1. An abnormality diagnosis system that includes a risk information generation unit which generates risk information related to a risk which is used for automatic driving control of a vehicle when the vehicle moves based on sensor information related to an object around the vehicle, the system comprising:
a plurality of the risk information generation units; and
a diagnosis unit that diagnoses whether or not an abnormality occurs in the generated risk information based on a plurality of pieces of risk information generated of the plurality of risk information generation units.
2. The abnormality diagnosis system according to claim 1,
wherein the risk information generation unit generates, as the risk information, a risk map including a correspondence between a plurality of positions around the vehicle and risk levels at the positions.
3. The abnormality diagnosis system according to claim 2, further comprising:
a plurality of the diagnosis units that is provided so as to correspond to the plurality of risk information generation units;
a plurality of extraction units that is provided so as to correspond to the plurality of risk information generation units, and each extracts a partial risk map as a part of the risk map generated by the corresponding risk information generation unit; and
a plurality of transmission units that is provided so as to correspond to the plurality of extraction units, and each transmits the partial risk map extracted by the corresponding extraction unit to the diagnosis unit corresponding to another risk information generation unit,
wherein each diagnosis unit diagnoses an abnormality of the risk map by comparing the partial risk map transmitted from the transmission unit with the partial risk map corresponding to the risk map generated by the corresponding risk information generation unit.
4. The abnormality diagnosis system according to claim 3,
wherein the extraction unit specifies a position of a part of the risk map that satisfies a predetermined condition, and extracts a partial risk map including the specified position and the risk level at the specified position.
5. The abnormality diagnosis system according to claim 1,
wherein a first risk information generation unit and a second risk information generation unit of the plurality of risk information generation units generate the risk information based on sensor information including information detected by the same type of different individual sensors.
6. The abnormality diagnosis system according to claim 1,
wherein the diagnosis unit diagnoses that the abnormality occurs based on the risk information having a low risk.

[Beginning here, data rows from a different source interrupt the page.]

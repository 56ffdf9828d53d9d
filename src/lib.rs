//! Core of a Hebrew-language salary-benchmark tool: turn the markdown pipe
//! table an LLM returns into structured rows, recognize shekel amounts and
//! ranges inside free-text cells, and total the market-average and
//! employer-cost columns.
//!
//! The model output is only *asked* to be a table; nothing validates it
//! upstream. Every entry point here therefore degrades instead of failing:
//! prose in → empty table out, unreadable cell → excluded from the totals.

pub mod aggregate;
pub mod columns;
pub mod extract;
pub mod history;
pub mod snippets;

pub use aggregate::{aggregate, aggregate_table, ColumnTotal, CompensationSummary};
pub use columns::{ColumnRole, ResolvedColumns, RoleMap};
pub use extract::{parse_numeric_cell, parse_table, NumericCell, ParsedRow, ParsedTable};
pub use history::{ReportHistory, ReportRecord};
pub use snippets::{scan_snippets, source_display_name, SourceStats};
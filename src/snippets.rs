use once_cell::sync::Lazy;
use regex::Regex;
use serde::Serialize;
use tracing::debug;

// Salary-like figures carry at least one thousands group ("12,000",
// "1,234,567"); bare small integers in prose are noise.
static SALARY_FIGURE_RE: Lazy<Regex> =
    Lazy::new(|| Regex::new(r"\d{1,3}(?:,\d{3})+").expect("salary pattern should be valid"));

/// Min/max/average of the salary figures one search source mentioned.
#[derive(Debug, Clone, PartialEq, Eq, Serialize)]
pub struct SourceStats {
    pub source: String,
    pub min: i64,
    pub max: i64,
    pub avg: i64,
}

impl SourceStats {
    /// One line of "live market data" context, in the wording the benchmark
    /// prompt expects.
    pub fn context_line(&self) -> String {
        format!(
            "{}: שכר {}–{} ₪, ממוצע {} ₪",
            self.source, self.min, self.max, self.avg
        )
    }
}

/// Collect salary figures across all `snippets` of one source and reduce them
/// to per-source statistics. No figures at all → `None`.
pub fn scan_snippets<S: AsRef<str>>(source: &str, snippets: &[S]) -> Option<SourceStats> {
    let mut min = i64::MAX;
    let mut max = i64::MIN;
    let mut sum: i64 = 0;
    let mut count: i64 = 0;

    for snippet in snippets {
        for figure in SALARY_FIGURE_RE.find_iter(snippet.as_ref()) {
            let value: i64 = match figure.as_str().replace(',', "").parse() {
                Ok(v) => v,
                Err(_) => continue,
            };
            min = min.min(value);
            max = max.max(value);
            sum += value;
            count += 1;
        }
    }

    if count == 0 {
        debug!(source, "no salary figures in snippets");
        return None;
    }
    Some(SourceStats {
        source: source.to_string(),
        min,
        max,
        avg: sum / count,
    })
}

/// Display name of a `site:` search filter: "site:alljobs.co.il" → "Alljobs".
pub fn source_display_name(site_filter: &str) -> String {
    let host = site_filter.rsplit(':').next().unwrap_or(site_filter);
    let name = host.split('.').next().unwrap_or(host);
    let mut chars = name.chars();
    match chars.next() {
        Some(first) => first.to_uppercase().collect::<String>() + chars.as_str(),
        None => String::new(),
    }
}

#[cfg(test)]
mod tests {
    use super::*;

    #[test]
    fn figures_reduce_to_min_max_avg() {
        let snippets = ["שכר ממוצע 12,000 ₪ לחודש", "בכירים מרוויחים עד 15,000"];
        let stats = scan_snippets("Alljobs", &snippets).unwrap();
        assert_eq!(stats.min, 12000);
        assert_eq!(stats.max, 15000);
        assert_eq!(stats.avg, 13500);
    }

    #[test]
    fn no_figures_yields_none() {
        assert_eq!(scan_snippets("Globes", &["אין נתוני שכר זמינים"]), None);
        assert_eq!(scan_snippets::<&str>("Globes", &[]), None);
    }

    #[test]
    fn small_integers_are_not_salaries() {
        // "5 שנות ניסיון" must not register as a figure.
        assert_eq!(scan_snippets("Drushim", &["דרושים 5 אנשי מכירות"]), None);
    }

    #[test]
    fn millions_are_read_whole() {
        let stats = scan_snippets("Bizportal", &["עלות שנתית 1,234,567 ₪"]).unwrap();
        assert_eq!(stats.min, 1234567);
    }

    #[test]
    fn display_name_from_site_filter() {
        assert_eq!(source_display_name("site:alljobs.co.il"), "Alljobs");
        assert_eq!(source_display_name("drushim.co.il"), "Drushim");
    }

    #[test]
    fn context_line_mentions_all_three_figures() {
        let stats = scan_snippets("Alljobs", &["12,000 עד 15,000"]).unwrap();
        let line = stats.context_line();
        assert!(line.contains("Alljobs"));
        assert!(line.contains("12000"));
        assert!(line.contains("13500"));
    }
}
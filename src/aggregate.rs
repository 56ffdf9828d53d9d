use serde::Serialize;
use tracing::debug;

use crate::columns::{ColumnRole, ResolvedColumns, RoleMap};
use crate::extract::numeric::parse_numeric_cell;
use crate::extract::table::ParsedTable;

// "סה"כ" opens a pre-existing summary row; both the gershayim and the ASCII
// quote spellings show up in model output.
const TOTAL_ROW_MARKERS: [&str; 2] = ["סה\u{05F4}כ", "סה\"כ"];

/// Outcome of totalling one column. Distinguishes a missing column from a
/// present-but-unparseable one and from a genuine zero total.
#[derive(Debug, Clone, Copy, PartialEq, Serialize)]
#[serde(tag = "state", content = "value", rename_all = "snake_case")]
pub enum ColumnTotal {
    ColumnNotFound,
    NoNumericValues,
    Total(f64),
}

impl ColumnTotal {
    pub fn value(&self) -> Option<f64> {
        match self {
            ColumnTotal::Total(v) => Some(*v),
            _ => None,
        }
    }
}

/// The two summary figures of a benchmark table.
#[derive(Debug, Clone, Copy, PartialEq, Serialize)]
pub struct CompensationSummary {
    /// Sum of per-component market-average values.
    pub gross: ColumnTotal,
    /// Sum of per-component employer-cost values.
    pub employer_cost: ColumnTotal,
}

/// Total the gross and employer-cost columns of `table` using roles already
/// resolved against its headers. Pure; call once per report.
pub fn aggregate_table(table: &ParsedTable, columns: &ResolvedColumns) -> CompensationSummary {
    let label_col = columns.index_of(ColumnRole::Label).unwrap_or(0);
    let summary = CompensationSummary {
        gross: total_column(table, columns.index_of(ColumnRole::Average), label_col),
        employer_cost: total_column(table, columns.index_of(ColumnRole::EmployerCost), label_col),
    };
    debug!(?summary, rows = table.rows.len(), "aggregated table");
    summary
}

/// Hint-based entry point: locate the two columns by header substring and
/// total them. The first column doubles as the label column.
pub fn aggregate(table: &ParsedTable, gross_hint: &str, cost_hint: &str) -> CompensationSummary {
    let roles = RoleMap::with_hints(gross_hint, cost_hint);
    aggregate_table(table, &roles.resolve(&table.headers))
}

fn total_column(table: &ParsedTable, column: Option<usize>, label_col: usize) -> ColumnTotal {
    let column = match column {
        Some(c) => c,
        None => return ColumnTotal::ColumnNotFound,
    };

    let mut sum = 0.0;
    let mut contributions = 0usize;
    for row in &table.rows {
        let label = row.get(label_col).map(String::as_str).unwrap_or("");
        if is_total_row(label) {
            continue;
        }
        let cell = match row.get(column) {
            Some(cell) => cell,
            None => continue,
        };
        if let Some(value) = parse_numeric_cell(cell) {
            sum += value;
            contributions += 1;
        }
    }

    if contributions == 0 {
        ColumnTotal::NoNumericValues
    } else {
        ColumnTotal::Total(sum)
    }
}

fn is_total_row(label: &str) -> bool {
    let label = label.trim_start();
    TOTAL_ROW_MARKERS
        .iter()
        .any(|marker| label.starts_with(marker))
}
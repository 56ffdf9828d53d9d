use anyhow::{Context, Result};
use serde::{Deserialize, Serialize};
use std::{collections::BTreeMap, fs, path::Path};
use tracing::debug;

/// The roles a benchmark-table column can play. Aggregation only consumes
/// `Label`, `Average` and `EmployerCost`; the rest exist so a config file can
/// describe the whole schema the prompt asks the model for.
#[derive(Debug, Clone, Copy, PartialEq, Eq, PartialOrd, Ord, Serialize, Deserialize)]
#[serde(rename_all = "snake_case")]
pub enum ColumnRole {
    /// Component name, e.g. "שכר בסיס".
    Label,
    /// Min–max range for the component.
    Range,
    /// Market-average value; the "gross" total sums this column.
    Average,
    /// Payout mechanism free text.
    Mechanism,
    /// Average monthly cost to the employer.
    EmployerCost,
    /// Share of the total compensation cost.
    SharePercent,
}

// Roles with generic synonyms resolve last: "עלות מעסיק ממוצעת" must be
// claimed as employer cost even though it also contains "ממוצע".
const RESOLUTION_ORDER: [ColumnRole; 6] = [
    ColumnRole::Label,
    ColumnRole::Range,
    ColumnRole::Mechanism,
    ColumnRole::EmployerCost,
    ColumnRole::SharePercent,
    ColumnRole::Average,
];

/// Header synonyms per role, matched by substring against the parsed header
/// row. Loadable from YAML so a deployment can track prompt wording without a
/// rebuild.
#[derive(Debug, Clone, Serialize, Deserialize)]
#[serde(transparent)]
pub struct RoleMap {
    synonyms: BTreeMap<ColumnRole, Vec<String>>,
}

impl Default for RoleMap {
    fn default() -> Self {
        let entries: [(ColumnRole, &[&str]); 6] = [
            (ColumnRole::Label, &["רכיב", "שם הרכיב"]),
            (ColumnRole::Range, &["טווח"]),
            (ColumnRole::Average, &["ממוצע", "שוק"]),
            (ColumnRole::Mechanism, &["מנגנון"]),
            (ColumnRole::EmployerCost, &["עלות"]),
            (ColumnRole::SharePercent, &["אחוז", "%"]),
        ];
        let synonyms = entries
            .into_iter()
            .map(|(role, names)| (role, names.iter().map(|s| s.to_string()).collect()))
            .collect();
        RoleMap { synonyms }
    }
}

impl RoleMap {
    /// A two-role map for callers that only know the gross and cost header
    /// substrings. The label column falls back to column 0 downstream.
    pub fn with_hints(gross_hint: &str, cost_hint: &str) -> Self {
        let mut synonyms = BTreeMap::new();
        synonyms.insert(ColumnRole::Average, vec![gross_hint.to_string()]);
        synonyms.insert(ColumnRole::EmployerCost, vec![cost_hint.to_string()]);
        RoleMap { synonyms }
    }

    pub fn from_yaml(text: &str) -> Result<Self> {
        serde_yaml::from_str(text).context("parsing role map YAML")
    }

    pub fn from_yaml_file(path: impl AsRef<Path>) -> Result<Self> {
        let path = path.as_ref();
        let text = fs::read_to_string(path)
            .with_context(|| format!("reading role map `{}`", path.display()))?;
        Self::from_yaml(&text)
    }

    /// Match roles against `headers`, once per parsed table. Each column is
    /// claimed by at most one role; within a role the first matching
    /// unclaimed header wins.
    pub fn resolve(&self, headers: &[String]) -> ResolvedColumns {
        let mut assigned = BTreeMap::new();
        let mut claimed = vec![false; headers.len()];

        for role in RESOLUTION_ORDER {
            let names = match self.synonyms.get(&role) {
                Some(names) => names,
                None => continue,
            };
            let hit = headers.iter().enumerate().find(|(i, header)| {
                !claimed[*i] && names.iter().any(|name| header.contains(name.as_str()))
            });
            if let Some((i, header)) = hit {
                debug!(?role, column = i, header = %header, "resolved column role");
                claimed[i] = true;
                assigned.insert(role, i);
            }
        }

        ResolvedColumns { assigned }
    }
}

/// Role → column index for one specific table.
#[derive(Debug, Clone, Default, PartialEq, Eq, Serialize)]
#[serde(transparent)]
pub struct ResolvedColumns {
    assigned: BTreeMap<ColumnRole, usize>,
}

impl ResolvedColumns {
    pub fn index_of(&self, role: ColumnRole) -> Option<usize> {
        self.assigned.get(&role).copied()
    }
}

#[cfg(test)]
mod tests {
    use super::*;
    use std::io::Write;
    use tempfile::NamedTempFile;

    fn full_schema_headers() -> Vec<String> {
        [
            "רכיב",
            "טווח (₪ / %)",
            "ממוצע שוק",
            "מנגנון תגמול",
            "עלות מעסיק ממוצעת (₪)",
            "אחוז מעלות השכר הכוללת (%)",
        ]
        .iter()
        .map(|s| s.to_string())
        .collect()
    }

    #[test]
    fn default_map_resolves_full_schema() {
        let resolved = RoleMap::default().resolve(&full_schema_headers());
        assert_eq!(resolved.index_of(ColumnRole::Label), Some(0));
        assert_eq!(resolved.index_of(ColumnRole::Range), Some(1));
        assert_eq!(resolved.index_of(ColumnRole::Average), Some(2));
        assert_eq!(resolved.index_of(ColumnRole::Mechanism), Some(3));
        assert_eq!(resolved.index_of(ColumnRole::EmployerCost), Some(4));
        assert_eq!(resolved.index_of(ColumnRole::SharePercent), Some(5));
    }

    #[test]
    fn employer_cost_wins_ambiguous_header() {
        // Only one monetary column, and its header contains both "עלות" and
        // "ממוצע". It must resolve as employer cost, with average unresolved.
        let headers = vec!["רכיב".to_string(), "עלות מעסיק ממוצעת (₪)".to_string()];
        let resolved = RoleMap::default().resolve(&headers);
        assert_eq!(resolved.index_of(ColumnRole::EmployerCost), Some(1));
        assert_eq!(resolved.index_of(ColumnRole::Average), None);
    }

    #[test]
    fn each_column_claimed_once() {
        let headers = vec!["ממוצע שוק".to_string()];
        let mut synonyms = BTreeMap::new();
        synonyms.insert(ColumnRole::Average, vec!["ממוצע".to_string()]);
        synonyms.insert(ColumnRole::EmployerCost, vec!["שוק".to_string()]);
        let resolved = RoleMap { synonyms }.resolve(&headers);
        // EmployerCost resolves first and takes the only column.
        assert_eq!(resolved.index_of(ColumnRole::EmployerCost), Some(0));
        assert_eq!(resolved.index_of(ColumnRole::Average), None);
    }

    #[test]
    fn unresolved_when_nothing_matches() {
        let resolved = RoleMap::default().resolve(&["Alpha".to_string(), "Beta".to_string()]);
        assert_eq!(resolved.index_of(ColumnRole::Average), None);
        assert_eq!(resolved.index_of(ColumnRole::EmployerCost), None);
    }

    #[test]
    fn yaml_synonyms_replace_defaults() -> Result<()> {
        let yaml = "average: [\"ממוצע\", \"חציון\"]\nemployer_cost: [\"עלות\"]\n";
        let map = RoleMap::from_yaml(yaml)?;
        let headers = vec!["חציון שוק".to_string(), "עלות מעסיק".to_string()];
        let resolved = map.resolve(&headers);
        assert_eq!(resolved.index_of(ColumnRole::Average), Some(0));
        assert_eq!(resolved.index_of(ColumnRole::EmployerCost), Some(1));
        Ok(())
    }

    #[test]
    fn yaml_file_loading() -> Result<()> {
        let mut file = NamedTempFile::new()?;
        file.write_all("label: [\"רכיב\"]\naverage: [\"ממוצע\"]\n".as_bytes())?;
        let map = RoleMap::from_yaml_file(file.path())?;
        let resolved = map.resolve(&["רכיב".to_string(), "ממוצע".to_string()]);
        assert_eq!(resolved.index_of(ColumnRole::Label), Some(0));
        assert_eq!(resolved.index_of(ColumnRole::Average), Some(1));
        Ok(())
    }

    #[test]
    fn bad_yaml_is_an_error() {
        assert!(RoleMap::from_yaml("average: {not: a list}").is_err());
    }
}
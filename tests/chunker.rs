use doc_assistant::chunker::chunk;

fn words(s: &str) -> Vec<&str> {
    s.split_whitespace().collect()
}

#[test]
fn empty_input_yields_no_chunks() {
    assert!(chunk("", 10).is_empty());
    assert!(chunk("", 0).is_empty());
    assert!(chunk("  \n\t ", 10).is_empty());
}

#[test]
fn preserves_word_sequence() {
    let text = "Lorem ipsum dolor  sit amet,\nconsectetur adipiscing elit,\tsed do eiusmod tempor \
                incididunt ut labore et dolore magna aliqua.";
    for max in [1, 5, 12, 20, 40, 1000] {
        let chunks = chunk(text, max);
        let rebuilt = chunks.join(" ");
        assert_eq!(words(&rebuilt), words(text), "max={max}");
    }
}

#[test]
fn chunks_respect_size_bound() {
    let text = (0..200).map(|i| format!("w{i}")).collect::<Vec<_>>().join(" ");
    let max = 25;
    for c in chunk(&text, max) {
        let single_word = c.split_whitespace().count() == 1;
        assert!(single_word || c.chars().count() <= max + 1, "chunk too long: {c:?}");
    }
}

#[test]
fn oversized_word_is_its_own_chunk() {
    let chunks = chunk("a supercalifragilistic b", 5);
    assert_eq!(chunks, vec!["a", "supercalifragilistic", "b"]);
}

#[test]
fn zero_limit_gives_one_chunk_per_word() {
    assert_eq!(chunk("one two three", 0), vec!["one", "two", "three"]);
}

#[test]
fn collapses_whitespace_inside_chunks() {
    assert_eq!(chunk("a\n\nb\tc", 100), vec!["a b c"]);
}
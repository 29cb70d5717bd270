pub mod gemini;
pub mod types;

use crate::config::Config;
use anyhow::{Result, anyhow};
use serde::{Deserialize, Serialize};

pub use gemini::GeminiModel;

#[derive(Debug, Clone, Copy, PartialEq, Serialize, Deserialize)]
pub struct GenerationParams {
    pub temperature: f32,
    pub max_tokens: u32,
}

impl GenerationParams {
    pub fn new(temperature: f32, max_tokens: u32) -> Self {
        Self {
            temperature,
            max_tokens,
        }
    }
}

/// A hosted text-generation service. One blocking call per prompt.
pub trait Model {
    fn name(&self) -> &str;
    fn generate(&self, prompt: &str, params: &GenerationParams) -> Result<String>;
}

impl<M: Model + ?Sized> Model for Box<M> {
    fn name(&self) -> &str {
        (**self).name()
    }

    fn generate(&self, prompt: &str, params: &GenerationParams) -> Result<String> {
        (**self).generate(prompt, params)
    }
}

pub fn from_config(cfg: &Config) -> Result<Box<dyn Model>> {
    match cfg.model.provider.to_ascii_lowercase().as_str() {
        "gemini" | "google" => Ok(Box::new(GeminiModel::new(cfg)?)),
        other => Err(anyhow!("unsupported model.provider: {other}")),
    }
}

7. The abnormality diagnosis system according to claim 1, further comprising:
an abnormality handling processing unit that executes predetermined processing for handling the abnormality on the risk information generation unit that generates the risk information for which the occurrence of the abnormality is diagnosed by the diagnosis unit.
8. The abnormality diagnosis system according to claim 1,
wherein the abnormality diagnosis system includes a plurality of electronic control units, and
the plurality of risk information generation units is provided in the electronic control units different from each other.
9. The abnormality diagnosis system according to claim 1, further comprising:
a pseudo sensor information storage unit that stores, as the sensor information, pseudo sensor information which is sensor information assumed to be output from a sensor when the object around the vehicle is in a predetermined state,
wherein each risk information generation unit generates the risk information based on the pseudo sensor information, and
the diagnosis unit diagnoses the abnormality of the risk information based on the risk information generated based on the pseudo sensor information.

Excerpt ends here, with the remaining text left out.